View larger version (41K): [in this window] [in a new window]   Fig. 5.   PMA- and Raf-1:ER-mediated cleavages of HB-EGFTMHA/Myc are dependent on metalloproteinase activity. A, CHO cells expressing HB-EGFTMHA/Myc were preincubated with or without 10 µM BB3489 for 60 min and subsequently with or without 1 µM PMA for 40 min. Cells lysates were analyzed by Western blot with anti-Myc antibodies. Lane 1, no addition; lane 2, PMA; lane 3, BB3489; lane 4, BB3489 followed by PMA. B, CHO cells expressing HBTMHA/Myc cells were transiently transfected with Raf-1:ER cDNA. After 24 h cells were incubated without (lanes 1 and 2) or with BB3489 (lanes 3 and 4) for 1 h followed by induction (lanes 2 and 4) or no induction (lanes 1 and 3) of Raf-1:ER kinase by 1 µM tamoxifen (Tam) for 45 min. Western blot was carried out using anti-Myc antibodies as above.

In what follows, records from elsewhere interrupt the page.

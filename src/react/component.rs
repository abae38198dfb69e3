//! Component 引擎：ReAct 循环结束时额外给出一个前端组件
//!
//! 终止补全中须同时包含 `Action: Finish[reply]` 与 `Component: Name[arg]` 两行；
//! 组件由 ComponentRegistry 按名解析，render 得到 JSON，整体返回 `{message, component}`。

use std::collections::HashMap;
use std::fmt;
use std::sync::Arc;

use async_trait::async_trait;
use serde::Serialize;
use serde_json::{json, Value};

use crate::core::{AgentError, Executor};
use crate::llm::LlmClient;
use crate::observability::EventSink;
use crate::react::loop_::{with_finish_first, ReactEngine};
use crate::react::parser::parse_component;
use crate::react::prompt::{self, Example, COMPONENT_TEMPLATE};
use crate::tools::{FinishTool, ToolRegistry};

/// 响应组件
#[async_trait]
pub trait Component: Send + Sync {
    fn name(&self) -> &str;

    fn description(&self) -> &str;

    async fn render(&self, argument: &str) -> Result<Value, String>;
}

/// 组件注册表（保持注册顺序）
#[derive(Default, Clone)]
pub struct ComponentRegistry {
    components: Vec<Arc<dyn Component>>,
    index: HashMap<String, usize>,
}

impl ComponentRegistry {
    pub fn new() -> Self {
        Self::default()
    }

    pub fn register(&mut self, component: impl Component + 'static) {
        let component: Arc<dyn Component> = Arc::new(component);
        let name = component.name().to_string();
        match self.index.get(&name) {
            Some(&i) => self.components[i] = component,
            None => {
                self.index.insert(name, self.components.len());
                self.components.push(component);
            }
        }
    }

    pub fn get(&self, name: &str) -> Option<Arc<dyn Component>> {
        self.index.get(name).map(|&i| self.components[i].clone())
    }

    pub fn names(&self) -> Vec<String> {
        self.components.iter().map(|c| c.name().to_string()).collect()
    }

    pub fn descriptions(&self) -> Vec<(String, String)> {
        self.components
            .iter()
            .map(|c| (c.name().to_string(), c.description().to_string()))
            .collect()
    }

    pub fn is_empty(&self) -> bool {
        self.components.is_empty()
    }
}

/// 卡片组件：`Card[title, content, imageSrc, imageAlt]`
pub struct CardComponent;

#[async_trait]
impl Component for CardComponent {
    fn name(&self) -> &str {
        "Card"
    }

    fn description(&self) -> &str {
        "A card component, designed to display information in a card format on the frontend. Card[title, content, imageSrc, imageAlt]"
    }

    async fn render(&self, argument: &str) -> Result<Value, String> {
        let mut parts = argument.split(',').map(str::trim);
        let mut next = || parts.next().map(|s| Value::String(s.to_string())).unwrap_or(Value::Null);
        Ok(json!({
            "title": next(),
            "content": next(),
            "imageSrc": next(),
            "imageAlt": next(),
        }))
    }
}

/// Component 引擎的回复
#[derive(Debug, Clone, PartialEq, Serialize)]
pub struct ComponentResponse {
    pub message: String,
    pub component: Value,
}

impl fmt::Display for ComponentResponse {
    fn fmt(&self, f: &mut fmt::Formatter<'_>) -> fmt::Result {
        let s = serde_json::to_string(self).map_err(|_| fmt::Error)?;
        f.write_str(&s)
    }
}

pub struct ComponentEngine {
    inner: ReactEngine,
    components: ComponentRegistry,
    component_names: Vec<String>,
}

impl ComponentEngine {
    pub fn new(llm: Arc<dyn LlmClient>, tools: &ToolRegistry, components: ComponentRegistry) -> Self {
        Self::with_examples(llm, tools, components, &prompt::default_examples())
    }

    pub fn with_examples(
        llm: Arc<dyn LlmClient>,
        tools: &ToolRegistry,
        components: ComponentRegistry,
        examples: &[Example],
    ) -> Self {
        let registry = with_finish_first(FinishTool::with_component(), tools);
        let tool_names = registry.tool_names().join(", ");
        let system_prompt = prompt::fill(
            COMPONENT_TEMPLATE,
            &[
                ("tools", &prompt::render_entries(&registry.tool_descriptions())),
                ("components", &prompt::render_entries(&components.descriptions())),
                ("toolNames", &tool_names),
                ("examples", &prompt::render_examples(examples)),
            ],
        );
        let component_names = components.names();
        Self {
            inner: ReactEngine::from_parts(llm, registry, system_prompt),
            components,
            component_names,
        }
    }

    pub fn with_max_iterations(mut self, max_iterations: usize) -> Self {
        self.inner = self.inner.with_max_iterations(max_iterations);
        self
    }

    pub fn with_context_max_tokens(mut self, max_tokens: usize) -> Self {
        self.inner = self.inner.with_context_max_tokens(max_tokens);
        self
    }

    pub fn with_events(mut self, events: EventSink) -> Self {
        self.inner = self.inner.with_events(events);
        self
    }

    pub fn system_prompt(&self) -> &str {
        self.inner.system_prompt()
    }

    pub fn engine(&self) -> &ReactEngine {
        &self.inner
    }

    async fn render_component(&self, completion: &str) -> Result<Value, AgentError> {
        let directive = parse_component(completion, &self.component_names)
            .ok_or_else(|| AgentError::parse_failure("component", completion))?;
        let component = self
            .components
            .get(&directive.name)
            .ok_or_else(|| AgentError::UnknownComponent(directive.name.clone()))?;
        tracing::debug!(component = %directive.name, argument = %directive.argument, "COMPONENT -- rendering");
        component
            .render(&directive.argument)
            .await
            .map_err(|message| AgentError::ComponentRenderFailed {
                component: directive.name.clone(),
                message,
            })
    }
}

#[async_trait]
impl Executor for ComponentEngine {
    type Output = ComponentResponse;

    async fn call(&mut self, input: &str) -> Result<ComponentResponse, AgentError> {
        let outcome = self.inner.run(input).await?;
        let component = self.render_component(&outcome.completion).await?;
        Ok(ComponentResponse {
            message: outcome.answer,
            component,
        })
    }

    fn reset(&mut self) {
        self.inner.clear();
    }
}

#[cfg(test)]
mod tests {
    use super::*;
    use crate::llm::ScriptedLlmClient;

    fn components() -> ComponentRegistry {
        let mut registry = ComponentRegistry::new();
        registry.register(CardComponent);
        registry
    }

    #[tokio::test]
    async fn test_card_splits_on_commas() {
        let value = CardComponent
            .render("Weather, Sunny all day, https://img/sun.png, a sun")
            .await
            .unwrap();
        assert_eq!(value["title"], "Weather");
        assert_eq!(value["content"], "Sunny all day");
        assert_eq!(value["imageSrc"], "https://img/sun.png");
        assert_eq!(value["imageAlt"], "a sun");

        let partial = CardComponent.render("Only title").await.unwrap();
        assert_eq!(partial["title"], "Only title");
        assert!(partial["imageAlt"].is_null());
    }

    #[test]
    fn test_system_prompt_lists_components_and_tool_names() {
        let llm = Arc::new(ScriptedLlmClient::default());
        let engine = ComponentEngine::new(llm, &ToolRegistry::new(), components());
        let prompt = engine.system_prompt();
        assert!(prompt.contains("- Card[A card component"));
        assert!(prompt.contains("should be one of [Finish]"));
        assert!(prompt.contains("include a component with this action"));
    }

    #[tokio::test]
    async fn test_finish_with_component() {
        let llm = Arc::new(ScriptedLlmClient::new([
            "Thought: I can reply\nAction: Finish[Here is the forecast]\nComponent: Card[Forecast, Sunny, , ]",
        ]));
        let mut engine = ComponentEngine::new(llm, &ToolRegistry::new(), components());
        let resp = engine.call("weather?").await.unwrap();
        assert_eq!(resp.message, "Here is the forecast");
        assert_eq!(resp.component["title"], "Forecast");

        let shown: Value = serde_json::from_str(&resp.to_string()).unwrap();
        assert_eq!(shown["message"], "Here is the forecast");
    }

    #[tokio::test]
    async fn test_missing_component_line_is_parse_failure() {
        let llm = Arc::new(ScriptedLlmClient::new(["Action: Finish[no component]"]));
        let mut engine = ComponentEngine::new(llm, &ToolRegistry::new(), components());
        let err = engine.call("hi").await.unwrap_err();
        assert!(matches!(err, AgentError::ParseFailure { kind: "component", .. }));
    }

    struct Chart;

    #[async_trait]
    impl Component for Chart {
        fn name(&self) -> &str {
            "Chart"
        }

        fn description(&self) -> &str {
            "A chart. Chart[series]"
        }

        async fn render(&self, _argument: &str) -> Result<Value, String> {
            Err("no data points".to_string())
        }
    }

    #[tokio::test]
    async fn test_render_failure_names_the_component() {
        let llm = Arc::new(ScriptedLlmClient::new([
            "Action: Finish[see chart]\nComponent: Chart[]",
        ]));
        let mut registry = ComponentRegistry::new();
        registry.register(Chart);
        let mut engine = ComponentEngine::new(llm, &ToolRegistry::new(), registry);
        match engine.call("plot it").await.unwrap_err() {
            AgentError::ComponentRenderFailed { component, message } => {
                assert_eq!(component, "Chart");
                assert_eq!(message, "no data points");
            }
            other => panic!("unexpected error: {other:?}"),
        }
    }
}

Activation of HB-EGF_TM Shedding by Serum-- In order to analyze the regulation of shedding in response to more physiologically relevant stimuli than PMA and Raf-1, CHO cells expressing HB-EGF_TMHA/Myc were incubated with fresh serum, a rich source of growth factors (Fig. 6). Treatment of serum-starved cells with 10 or 20% serum for 1 h activated MAP kinase (Fig. 6B, lanes 2 and 3) and induced HB-EGF cleavage as determined by a 30-40% reduction in the amount of cell-associated membrane-anchored 25-32 kDa HB-EGF_TM and by the appearance of the cytoplasmic tail fragment (Fig. 6A, lanes 2 and 3). Preincubation with the MEK inhibitor, PD98059, inhibited 10 and 20% serum-induced MAP kinase activity (Fig. 6B, lanes 6 and 7), loss of cell-associated 25-32 kDa HB-EGF_TM (Fig. 6A, lanes 6 and 7), and appearance of the cytoplasmic tail fragment (Fig. 6A, lanes 6 and 7). A time course analysis indicated that MAP kinase was activated by 5 min and shedding occurred within 20 min (not shown). Pretreatment of cells with the metalloproteinase inhibitor, BB3489, blocked serum-induced HB-EGF shedding (Fig. 6A, lane 8) but, as expected, not MAP kinase activation (Fig. 6B, lane 8). Taken together, these results suggest that serum-derived factors can induce HB-EGF shedding via MAP kinase- and metalloproteinase-dependent mechanisms as is the case with PMA and with Raf-1.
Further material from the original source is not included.